BEGIN
use std::io::{self, Write};

use crate::constants::REPORT_HEADER;
use crate::power::SampleResult;

/// Writes the comma-separated report: a header, then one line per domain
pub fn write_report(results: &[SampleResult], out: &mut dyn Write) -> io::Result<()> {
	writeln!(out, "{}", REPORT_HEADER)?;

	for row in results {
		writeln!(
			out,
			"{}, {:.6}, {:.6}, {:.6}",
			row.domain, row.energy_joules, row.elapsed_seconds, row.avg_power_watts
		)?;
	}

	out.flush()
}
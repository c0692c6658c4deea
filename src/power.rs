use crate::domain::EnergyDomain;

/// Energy and average power of one domain over one measurement window
#[derive(Debug, Clone, PartialEq)]
pub struct SampleResult {
	pub domain: EnergyDomain,

	/// Energy consumed during the window in joules
	pub energy_joules: f64,

	/// Length of the shared measurement window in seconds
	pub elapsed_seconds: f64,

	/// `energy_joules / elapsed_seconds`
	pub avg_power_watts: f64,
}

impl SampleResult {
	/// Derives the average power; `elapsed_seconds` must be positive
	pub fn new(domain: EnergyDomain, energy_joules: f64, elapsed_seconds: f64) -> Self {
		Self {
			domain,
			energy_joules,
			elapsed_seconds,
			avg_power_watts: energy_joules / elapsed_seconds,
		}
	}
}

/// The outcome of one run
#[derive(Debug, Clone)]
pub struct Measurement {
	/// Name of the backend that produced the readings
	pub backend: &'static str,

	pub elapsed_seconds: f64,

	/// One row per available domain, in report order
	pub results: Vec<SampleResult>,
}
END
When you reach the line that contains "#[derive(Debug, Clone)]", stop; that line and every line before it, from the very first line of the data, should be restated word for word.

#### Exercise answer:
use std::io::{self, Write};

use crate::constants::REPORT_HEADER;
use crate::power::SampleResult;

/// Writes the comma-separated report: a header, then one line per domain
pub fn write_report(results: &[SampleResult], out: &mut dyn Write) -> io::Result<()> {
	writeln!(out, "{}", REPORT_HEADER)?;

	for row in results {
		writeln!(
			out,
			"{}, {:.6}, {:.6}, {:.6}",
			row.domain, row.energy_joules, row.elapsed_seconds, row.avg_power_watts
		)?;
	}

	out.flush()
}
repository c0692c6658c4deea
filename src/power.rs
use crate::domain::EnergyDomain;

/// Energy and average power of one domain over one measurement window
#[derive(Debug, Clone, PartialEq)]
pub struct SampleResult {
	pub domain: EnergyDomain,

	/// Energy consumed during the window in joules
	pub energy_joules: f64,

	/// Length of the shared measurement window in seconds
	pub elapsed_seconds: f64,

	/// `energy_joules / elapsed_seconds`
	pub avg_power_watts: f64,
}

impl SampleResult {
	/// Derives the average power; `elapsed_seconds` must be positive
	pub fn new(domain: EnergyDomain, energy_joules: f64, elapsed_seconds: f64) -> Self {
		Self {
			domain,
			energy_joules,
			elapsed_seconds,
			avg_power_watts: energy_joules / elapsed_seconds,
		}
	}
}

/// The outcome of one run
#[derive(Debug, Clone)]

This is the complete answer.